Second story. This past Sunday, the New York Times ran an article by Christina Caron, "'OMG This is Wrong,' Retired English Teacher Marks up a White House Letter and Sends it back." The headline, crafted to draw attention, belied the information that was buried below.
"However, a style manual for the federal government calls for capitalizing 'Nation' and 'Federal' when the words are used as a synonym for the United States," Carson wrote. "It says 'State' should be capitalized when it is referring to the government or legislature."
This story was news, not newsworthy, and used a misleading headline. Here's a possible alternative headline, "Teacher might have been outraged, but she should have done her homework first."
The third story revolves around migrant children. Through rapid social media shares and outrage, the story morphed over the weekend. On May 29, Slate ran "How the Liberal Internet Mixed Two Different Child-Migrant Stories Into Anti-Trump Outrage Gold," by Henry Grabar in an attempt to straighten out the story.
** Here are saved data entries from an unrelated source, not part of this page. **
use rayon::prelude::*;

use crate::{
    shape::{check_matvec, require},
    Element, PARALLEL_THRESHOLD,
};

/// Matrix-vector product `out[r] = Σ_c matrix[r*cols + c] · vector[c]`.
///
/// `matrix` is `rows x cols`, row-major. Every row is reduced with the same lane
/// strategy as [`crate::dot`]. `out` is fully overwritten; with `cols == 0` it is
/// zero-filled.
///
/// # Panics
///
/// Panics unless `matrix.len() == rows * cols`, `vector.len() == cols` and
/// `out.len() == rows`.
///
/// # Examples
///
/// ```rust
/// let matrix = [1.0f64, 2.0, 3.0, 4.0, 5.0, 6.0];
/// let mut out = [0.0; 2];
/// lanekit::matvec(&matrix, 2, 3, &[1.0, 0.0, -1.0], &mut out);
/// assert_eq!(out, [-2.0, -2.0]);
/// ```
#[track_caller]
pub fn matvec<T: Element>(matrix: &[T], rows: usize, cols: usize, vector: &[T], out: &mut [T]) {
    require(check_matvec(matrix.len(), rows, cols, vector.len(), out.len()));

    if cols == 0 {
        out.fill(T::zero());
        return;
    }

    for (slot, row) in out.iter_mut().zip(matrix.chunks_exact(cols)) {
        *slot = T::lane_dot(row, vector);
    }
}

/// [`matvec`] with the output rows split across the Rayon thread pool.
///
/// Each row is computed exactly as in [`matvec`], so both give bit-identical results.
/// Runs sequentially when `rows * cols` is below [`PARALLEL_THRESHOLD`].
///
/// # Panics
///
/// Same preconditions as [`matvec`].
#[track_caller]
pub fn par_matvec<T: Element>(matrix: &[T], rows: usize, cols: usize, vector: &[T], out: &mut [T]) {
    require(check_matvec(matrix.len(), rows, cols, vector.len(), out.len()));

    if cols == 0 || rows * cols < PARALLEL_THRESHOLD {
        return matvec(matrix, rows, cols, vector, out);
    }

    out.par_iter_mut()
        .zip(matrix.par_chunks_exact(cols))
        .for_each(|(slot, row)| *slot = T::lane_dot(row, vector));
}
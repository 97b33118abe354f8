//! AVX2 8-lane f32 SIMD vector implementation.
//!
//! `F32x8` wraps Intel's `__m256` register. It is only constructed inside the AVX2
//! backend, which `build.rs` enables when the host CPU reports both AVX2 and FMA.

use std::arch::x86_64::*;
use std::ops::{Add, Mul};

use crate::simd::traits::SimdVec;

/// Number of f32 elements that fit in an AVX2 256-bit vector.
pub(crate) const LANE_COUNT: usize = 8;

/// Lane masks for `_mm256_maskload_ps`, indexed by the number of leading lanes to keep.
const PARTIAL_MASKS: [[i32; LANE_COUNT]; LANE_COUNT] = [
    [0, 0, 0, 0, 0, 0, 0, 0],
    [-1, 0, 0, 0, 0, 0, 0, 0],
    [-1, -1, 0, 0, 0, 0, 0, 0],
    [-1, -1, -1, 0, 0, 0, 0, 0],
    [-1, -1, -1, -1, 0, 0, 0, 0],
    [-1, -1, -1, -1, -1, 0, 0, 0],
    [-1, -1, -1, -1, -1, -1, 0, 0],
    [-1, -1, -1, -1, -1, -1, -1, 0],
];

/// AVX2 SIMD vector containing 8 packed f32 values.
#[derive(Copy, Clone, Debug)]
pub struct F32x8 {
    /// Number of valid elements in the vector (1-8)
    pub size: usize,
    /// AVX2 256-bit vector register containing 8 packed f32 values
    pub elements: __m256,
}

impl SimdVec<f32> for F32x8 {
    const LANE_COUNT: usize = LANE_COUNT;

    #[inline(always)]
    unsafe fn zeros() -> Self {
        Self {
            size: LANE_COUNT,
            elements: _mm256_setzero_ps(),
        }
    }

    #[inline(always)]
    unsafe fn splat(value: f32) -> Self {
        Self {
            size: LANE_COUNT,
            elements: _mm256_set1_ps(value),
        }
    }

    #[inline(always)]
    unsafe fn load(ptr: *const f32) -> Self {
        debug_assert!(!ptr.is_null(), "Pointer must not be null");

        Self {
            size: LANE_COUNT,
            elements: _mm256_loadu_ps(ptr),
        }
    }

    /// Loads fewer than 8 elements with `_mm256_maskload_ps`; masked lanes read as zero
    /// and are never touched in memory.
    #[inline(always)]
    unsafe fn load_partial(ptr: *const f32, size: usize) -> Self {
        debug_assert!(size < LANE_COUNT, "Size must be < {LANE_COUNT}");
        debug_assert!(!ptr.is_null(), "Pointer must not be null");

        let mask = _mm256_loadu_si256(PARTIAL_MASKS[size].as_ptr() as *const __m256i);

        Self {
            size,
            elements: _mm256_maskload_ps(ptr, mask),
        }
    }

    #[inline(always)]
    unsafe fn store_at(&self, ptr: *mut f32) {
        _mm256_storeu_ps(ptr, self.elements)
    }

    #[inline(always)]
    unsafe fn mul_add(self, a: Self, b: Self) -> Self {
        Self {
            size: self.size,
            elements: _mm256_fmadd_ps(self.elements, a.elements, b.elements),
        }
    }

    /// Folds the two 128-bit halves, then the pairs, then the last two lanes.
    #[inline(always)]
    unsafe fn reduce_add(self) -> f32 {
        let low = _mm256_castps256_ps128(self.elements);
        let high = _mm256_extractf128_ps::<1>(self.elements);
        let quad = _mm_add_ps(low, high);
        let dual = _mm_add_ps(quad, _mm_movehl_ps(quad, quad));
        let single = _mm_add_ss(dual, _mm_shuffle_ps::<0b01>(dual, dual));
        _mm_cvtss_f32(single)
    }
}

/// Element-wise addition using `_mm256_add_ps`.
impl Add for F32x8 {
    type Output = Self;

    #[inline(always)]
    fn add(self, rhs: Self) -> Self::Output {
        Self {
            size: self.size.max(rhs.size),
            elements: unsafe { _mm256_add_ps(self.elements, rhs.elements) },
        }
    }
}

/// Element-wise multiplication using `_mm256_mul_ps`.
impl Mul for F32x8 {
    type Output = Self;

    #[inline(always)]
    fn mul(self, rhs: Self) -> Self::Output {
        Self {
            size: self.size.max(rhs.size),
            elements: unsafe { _mm256_mul_ps(self.elements, rhs.elements) },
        }
    }
}
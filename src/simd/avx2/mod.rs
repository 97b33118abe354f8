//! AVX2 SIMD implementations for 256-bit vector operations.
//!
//! This module contains the x86_64 backend, built on Intel's Advanced Vector Extensions 2
//! together with fused multiply-add (FMA3). Both are available on Intel processors since
//! Haswell (2013) and AMD processors since Excavator (2015).
//!
//! # Architecture Requirements
//!
//! - **CPU Support**: AVX2 and FMA
//! - **Target Architecture**: x86_64
//! - **Detection**: `build.rs` enables this module only when the host reports both features
//!
//! # Available Types
//!
//! - [`f32x8::F32x8`]: 8 packed single-precision values
//! - [`f64x4::F64x4`]: 4 packed double-precision values
//!
//! The kernels themselves (`kernels`) instantiate the shared lane algorithms with these
//! register types inside `#[target_feature(enable = "avx2,fma")]` functions.

pub mod f32x8;

pub mod f64x4;

pub(crate) mod kernels;
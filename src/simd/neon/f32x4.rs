use std::arch::aarch64::*;
use std::ops::Add;
use std::ptr;

use crate::simd::traits::SimdVec;

pub const LANE_COUNT: usize = 4;

/// A SIMD vector of 4 32-bit floating point values
#[derive(Copy, Clone, Debug)]
pub struct F32x4 {
    size: usize,
    elements: float32x4_t,
}

impl SimdVec<f32> for F32x4 {
    const LANE_COUNT: usize = LANE_COUNT;

    #[inline(always)]
    unsafe fn zeros() -> Self {
        Self::splat(0.0)
    }

    #[inline(always)]
    unsafe fn splat(value: f32) -> Self {
        Self {
            elements: vdupq_n_f32(value),
            size: LANE_COUNT,
        }
    }

    #[inline(always)]
    unsafe fn load(ptr: *const f32) -> Self {
        debug_assert!(!ptr.is_null(), "Pointer must not be null");

        Self {
            elements: vld1q_f32(ptr),
            size: LANE_COUNT,
        }
    }

    /// Copies the valid elements into a zeroed staging array so nothing past `size` is read.
    #[inline(always)]
    unsafe fn load_partial(ptr: *const f32, size: usize) -> Self {
        debug_assert!(size < LANE_COUNT, "Size must be < {LANE_COUNT}");
        debug_assert!(!ptr.is_null(), "Pointer must not be null");

        let mut staged = [0.0f32; LANE_COUNT];
        ptr::copy_nonoverlapping(ptr, staged.as_mut_ptr(), size);

        Self {
            elements: vld1q_f32(staged.as_ptr()),
            size,
        }
    }

    #[inline(always)]
    unsafe fn store_at(&self, ptr: *mut f32) {
        vst1q_f32(ptr, self.elements)
    }

    #[inline(always)]
    unsafe fn mul_add(self, a: Self, b: Self) -> Self {
        Self {
            elements: vfmaq_f32(b.elements, self.elements, a.elements),
            size: self.size,
        }
    }

    #[inline(always)]
    unsafe fn reduce_add(self) -> f32 {
        vaddvq_f32(self.elements)
    }
}

impl Add for F32x4 {
    type Output = Self;

    #[inline(always)]
    fn add(self, rhs: Self) -> Self::Output {
        Self {
            elements: unsafe { vaddq_f32(self.elements, rhs.elements) },
            size: self.size.max(rhs.size),
        }
    }
}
"But as news outlets have clarified in recent days, the 1,475 children who have slipped off the radar of the Office of Refugee Resettlement (ORR) were not separated from their parents by the U.S. government -- they arrived alone," Grabar wrote. "The latest members of a wave of unaccompanied minors fleeing violence in Central America who crossed the Southwest border beginning in 2014. According to ORR, 49 percent of those minors who arrived alone in FY 2017 were placed with parents in the U.S., 41 percent with close relatives, and 10 percent with "other-than-close relatives or non-relatives."
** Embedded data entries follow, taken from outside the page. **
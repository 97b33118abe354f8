//! AVX2 + FMA kernel entry points.
//!
//! Each `unsafe` entry point carries `#[target_feature(enable = "avx2,fma")]` so the
//! shared lane algorithms are compiled with the intrinsics inlined. The safe wrappers
//! below are what [`crate::Element`] calls.
//!
//! `build.rs` only sets `cfg(avx2)` when the host CPU reports both `avx2` and `fma`,
//! which is the invariant every `unsafe` block in this module relies on.

use crate::simd::{
    avx2::{f32x8::F32x8, f64x4::F64x4},
    check_tile, lanes,
};

pub(crate) const NAME: &str = "avx2";

/// Rows of C per register tile.
pub(crate) const TILE_ROWS: usize = lanes::TILE_ROWS;
/// Columns of C per f32 register tile (two `F32x8` per row).
pub(crate) const F32_TILE_COLS: usize = lanes::TILE_REGISTERS * 8;
/// Columns of C per f64 register tile (two `F64x4` per row).
pub(crate) const F64_TILE_COLS: usize = lanes::TILE_REGISTERS * 4;

#[target_feature(enable = "avx2,fma")]
unsafe fn sum_f32_avx2(values: &[f32]) -> f32 {
    lanes::sum::<f32, F32x8>(values)
}

#[target_feature(enable = "avx2,fma")]
unsafe fn sum_f64_avx2(values: &[f64]) -> f64 {
    lanes::sum::<f64, F64x4>(values)
}

#[target_feature(enable = "avx2,fma")]
unsafe fn dot_f32_avx2(a: &[f32], b: &[f32]) -> f32 {
    lanes::dot::<f32, F32x8>(a, b)
}

#[target_feature(enable = "avx2,fma")]
unsafe fn dot_f64_avx2(a: &[f64], b: &[f64]) -> f64 {
    lanes::dot::<f64, F64x4>(a, b)
}

#[target_feature(enable = "avx2,fma")]
unsafe fn tile_f32_avx2(a: &[f32], lda: usize, b: &[f32], ldb: usize, c: &mut [f32], ldc: usize, kc: usize) {
    lanes::tile::<f32, F32x8>(a.as_ptr(), lda, b.as_ptr(), ldb, c.as_mut_ptr(), ldc, kc)
}

#[target_feature(enable = "avx2,fma")]
unsafe fn tile_f64_avx2(a: &[f64], lda: usize, b: &[f64], ldb: usize, c: &mut [f64], ldc: usize, kc: usize) {
    lanes::tile::<f64, F64x4>(a.as_ptr(), lda, b.as_ptr(), ldb, c.as_mut_ptr(), ldc, kc)
}

#[inline]
pub(crate) fn sum_f32(values: &[f32]) -> f32 {
    // SAFETY: cfg(avx2) guarantees AVX2 and FMA on this CPU.
    unsafe { sum_f32_avx2(values) }
}

#[inline]
pub(crate) fn sum_f64(values: &[f64]) -> f64 {
    // SAFETY: cfg(avx2) guarantees AVX2 and FMA on this CPU.
    unsafe { sum_f64_avx2(values) }
}

#[inline]
pub(crate) fn dot_f32(a: &[f32], b: &[f32]) -> f32 {
    assert_eq!(a.len(), b.len(), "Vectors must be the same length");
    // SAFETY: lengths checked above; cfg(avx2) guarantees the instruction set.
    unsafe { dot_f32_avx2(a, b) }
}

#[inline]
pub(crate) fn dot_f64(a: &[f64], b: &[f64]) -> f64 {
    assert_eq!(a.len(), b.len(), "Vectors must be the same length");
    // SAFETY: lengths checked above; cfg(avx2) guarantees the instruction set.
    unsafe { dot_f64_avx2(a, b) }
}

#[inline]
pub(crate) fn tile_f32(a: &[f32], lda: usize, b: &[f32], ldb: usize, c: &mut [f32], ldc: usize, kc: usize) {
    check_tile(a.len(), lda, b.len(), ldb, c.len(), ldc, TILE_ROWS, F32_TILE_COLS, kc);
    // SAFETY: extents checked above; cfg(avx2) guarantees the instruction set.
    unsafe { tile_f32_avx2(a, lda, b, ldb, c, ldc, kc) }
}

#[inline]
pub(crate) fn tile_f64(a: &[f64], lda: usize, b: &[f64], ldb: usize, c: &mut [f64], ldc: usize, kc: usize) {
    check_tile(a.len(), lda, b.len(), ldb, c.len(), ldc, TILE_ROWS, F64_TILE_COLS, kc);
    // SAFETY: extents checked above; cfg(avx2) guarantees the instruction set.
    unsafe { tile_f64_avx2(a, lda, b, ldb, c, ldc, kc) }
}

#[cfg(test)]
mod tests {
    use super::*;

    #[test]
    fn test_sum_covers_every_loop_stage() {
        // 32-wide main loop, one 8-wide register, then a 5-element partial register
        let values: Vec<f32> = (1..=45).map(|i| i as f32).collect();
        assert_eq!(sum_f32(&values), (45 * 46 / 2) as f32);
    }

    #[test]
    fn test_dot_f64_tail_lengths() {
        for len in 0..40 {
            let a: Vec<f64> = (0..len).map(|i| i as f64).collect();
            let b = vec![2.0f64; len];
            let expected = (len * len.saturating_sub(1)) as f64;
            assert_eq!(dot_f64(&a, &b), expected, "len {len}");
        }
    }

    #[test]
    fn test_tile_f64_accumulates_into_c() {
        let kc = 3;
        let lda = kc;
        let ldb = F64_TILE_COLS;
        let ldc = F64_TILE_COLS;
        let a: Vec<f64> = (0..TILE_ROWS * kc).map(|i| i as f64).collect();
        let b: Vec<f64> = (0..kc * ldb).map(|i| (i % 5) as f64).collect();
        let mut c = vec![1.0f64; TILE_ROWS * ldc];

        tile_f64(&a, lda, &b, ldb, &mut c, ldc, kc);

        for r in 0..TILE_ROWS {
            for j in 0..F64_TILE_COLS {
                let mut expected = 1.0;
                for p in 0..kc {
                    expected += a[r * lda + p] * b[p * ldb + j];
                }
                assert_eq!(c[r * ldc + j], expected, "C[{r}, {j}]");
            }
        }
    }

    #[test]
    #[should_panic(expected = "register tile overruns B")]
    fn test_tile_rejects_short_b() {
        let a = vec![0.0f32; TILE_ROWS * 4];
        let b = vec![0.0f32; F32_TILE_COLS];
        let mut c = vec![0.0f32; TILE_ROWS * F32_TILE_COLS];
        tile_f32(&a, 4, &b, F32_TILE_COLS, &mut c, F32_TILE_COLS, 4);
    }
}
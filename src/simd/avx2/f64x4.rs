//! AVX2 4-lane f64 SIMD vector implementation wrapping `__m256d`.

use std::arch::x86_64::*;
use std::ops::Add;

use crate::simd::traits::SimdVec;

/// Number of f64 elements that fit in an AVX2 256-bit vector.
pub(crate) const LANE_COUNT: usize = 4;

/// 64-bit lane masks for `_mm256_maskload_pd`, indexed by the number of lanes to keep.
const PARTIAL_MASKS: [[i64; LANE_COUNT]; LANE_COUNT] = [
    [0, 0, 0, 0],
    [-1, 0, 0, 0],
    [-1, -1, 0, 0],
    [-1, -1, -1, 0],
];

/// AVX2 SIMD vector containing 4 packed f64 values.
#[derive(Copy, Clone, Debug)]
pub struct F64x4 {
    /// Number of valid elements in the vector (1-4)
    pub size: usize,
    /// AVX2 256-bit vector register containing 4 packed f64 values
    pub elements: __m256d,
}

impl SimdVec<f64> for F64x4 {
    const LANE_COUNT: usize = LANE_COUNT;

    #[inline(always)]
    unsafe fn zeros() -> Self {
        Self {
            size: LANE_COUNT,
            elements: _mm256_setzero_pd(),
        }
    }

    #[inline(always)]
    unsafe fn splat(value: f64) -> Self {
        Self {
            size: LANE_COUNT,
            elements: _mm256_set1_pd(value),
        }
    }

    #[inline(always)]
    unsafe fn load(ptr: *const f64) -> Self {
        debug_assert!(!ptr.is_null(), "Pointer must not be null");

        Self {
            size: LANE_COUNT,
            elements: _mm256_loadu_pd(ptr),
        }
    }

    #[inline(always)]
    unsafe fn load_partial(ptr: *const f64, size: usize) -> Self {
        debug_assert!(size < LANE_COUNT, "Size must be < {LANE_COUNT}");
        debug_assert!(!ptr.is_null(), "Pointer must not be null");

        let mask = _mm256_loadu_si256(PARTIAL_MASKS[size].as_ptr() as *const __m256i);

        Self {
            size,
            elements: _mm256_maskload_pd(ptr, mask),
        }
    }

    #[inline(always)]
    unsafe fn store_at(&self, ptr: *mut f64) {
        _mm256_storeu_pd(ptr, self.elements)
    }

    #[inline(always)]
    unsafe fn mul_add(self, a: Self, b: Self) -> Self {
        Self {
            size: self.size,
            elements: _mm256_fmadd_pd(self.elements, a.elements, b.elements),
        }
    }

    #[inline(always)]
    unsafe fn reduce_add(self) -> f64 {
        let low = _mm256_castpd256_pd128(self.elements);
        let high = _mm256_extractf128_pd::<1>(self.elements);
        let pair = _mm_add_pd(low, high);
        let single = _mm_add_sd(pair, _mm_unpackhi_pd(pair, pair));
        _mm_cvtsd_f64(single)
    }
}

impl Add for F64x4 {
    type Output = Self;

    #[inline(always)]
    fn add(self, rhs: Self) -> Self::Output {
        Self {
            size: self.size.max(rhs.size),
            elements: unsafe { _mm256_add_pd(self.elements, rhs.elements) },
        }
    }
}

#[cfg(test)]
mod tests {
    use super::*;

    fn extract_elements(vec: &F64x4) -> [f64; 4] {
        let mut result = [0.0f64; 4];
        unsafe { vec.store_at(result.as_mut_ptr()) };
        result
    }

    #[test]
    fn test_load_partial_each_size() {
        let data = [1.0f64, 2.0, 3.0];
        for size in 1..LANE_COUNT {
            let vec = unsafe { F64x4::load_partial(data.as_ptr(), size) };
            let lanes = extract_elements(&vec);
            for (i, &lane) in lanes.iter().enumerate() {
                let expected = if i < size { data[i] } else { 0.0 };
                assert_eq!(lane, expected, "size {size}, lane {i}");
            }
        }
    }

    #[test]
    fn test_mul_add_and_reduce() {
        let a = [1.0f64, 2.0, 3.0, 4.0];
        let b = [0.5f64, 0.25, 2.0, -1.0];
        let dot = unsafe {
            F64x4::load(a.as_ptr())
                .mul_add(F64x4::load(b.as_ptr()), F64x4::zeros())
                .reduce_add()
        };
        assert_eq!(dot, 0.5 + 0.5 + 6.0 - 4.0);
    }

    #[test]
    fn test_add_operator() {
        let a = unsafe { F64x4::splat(1.25) };
        let b = unsafe { F64x4::splat(-0.25) };
        assert_eq!(extract_elements(&(a + b)), [1.0; 4]);
    }
}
A photo of children "in the Nogales Placement Center to criticize President Trump's separation policy," had been taken four years ago -- under President Obama's administration. Additionally, "a widely shared photo of a 'prison bus for babies' turned out to be, well, a prison bus for children aged 4 to 17 -- but one purchased more than two years ago to provide field trips and medical appointments to kids in detention centers run by President Obama's DHS," wrote Grabar.
This original story was news and newsworthy, but totally messed up the facts and pictures, which inflamed emotions and circulated rapidly on social media.
When ingesting news, attempt to determine whether is new (new information or a new angle), newsworthy (worth spending time and resources on to both cover, and to absorb), and based on fact(s). Good luck!